В то время жил в Риме некто Брыкчинский * , поляк, друг Листа и отличный пианист, умиравший от чахотки, Станкевич его очень любил — у Брыкчинского было весьма замечательное, энергическое и умное лицо — он знал, что его болезнь безнадежна, а мы все знали, что и Станкевича болезнь безнадежна. Он давно любил Дьякову, на сестре которой * чуть не женился, — и, говорят, съехавшись с нею перед смертью, был чрезвычайно счастлив. Мы знали про его любовь — но уважали его тайну. Станкевич оттого так действовал на других, что сам о себе не думал, истинно интересовался каждым человеком и, как бы сам того не замечая, увлекал его вслед за собою в область Идеала.

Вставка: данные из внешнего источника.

//! Protocol drivers behind the bridge operations.
//!
//! Each driver owns the connector and the connection registry of one protocol
//! and implements connect, disconnect, publish, subscribe and unsubscribe for
//! it. Both feed the same inbound buffer.

pub mod exchange;
pub mod pubsub;

pub use exchange::{ExchangeDriver, ExchangeHandle, TOLERATED_TARGET};
pub use pubsub::{PubSubDriver, PubSubHandle, client_id};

Никто так гуманно, так прекрасно не спорил, как он. Фразы в нем следа не было — даже Толстой (Л. Н.) не нашел бы ее в нем. * Он первый дал Шушу (так звали старшую дочь Ховриной) читать Шиллера — и играл с ней в четыре руки на фортепьяно. Незадолго до смерти он написал мне довольно большое письмо, которое я прилагаю. * Умер он, как известно, в Новаре: он вместе с Ефремовым и Дьяковой ехал в Северную Италию, на берега Lago di Como. Станкевич был более нежели среднего роста, очень хорошо сложен — по его сложению нельзя было предполагать в нем склонности к чахотке. У него были прекрасные черные волосы, покатый лоб, небольшие карие глаза; взор его был очень ласков и весел; нос тонкий, с горбиной, красивый, с подвижными ноздрями, губы тоже довольно тонкие, с резко означенными углами; когда он улыбался — они слегка кривились, но очень мило, — вообще улыбка его была чрезвычайноприветлива и добродушна, хоть и насмешлива; руки у него были довольно большие, узловатые, как у старика; во всем его существе, в движениях была какая-то грация и бессознательная distinction [79] — точно он был царский сын, не знавший о своем происхождении. Одевался он просто — носил обыкновенно палку. Ни разу не слыхал я от него жалоб на свое здоровье; о болезни своей он говорил не иначе как в шутливом тоне; никогда он не хандрил. Когда я изображал Покорского (в «Рудине»), образ Станкевича носился передо мной — но всё это только бледный очерк.
79
благовоспитанность (франц.).
В нем была наивность, почти детская — еще более трогательная и удивительная при его уме. Раз на прощанье с г-жой Фроловой он принес ей в подарок круглую (так называемую геморроидальную) подушку под сидение — принес и вдруг догадался, что вид ее неприличен, сконфузился и так и остался с подушкой в руках — и, наконец, расхохотался. Он был очень религиозен — но редко говорил о религии. По-французски говорил порядочно, по-немецки лучше — немецкий язык он знал очень хорошо. Я забыл сказать, что в Риме я одно время рисовал карикатуры — иногда довольно удачно; Станкевич задавал мне разные, забавные сюжеты — и очень этим потешался. Особенно смеялся он одной карикатуре, в которой я изобразил свадьбу Маркова * (живописца, теперешнего профессора); Марков вздыхал тоже по Шушу, к которой, грешный человек, и я не был совершенно равнодушен.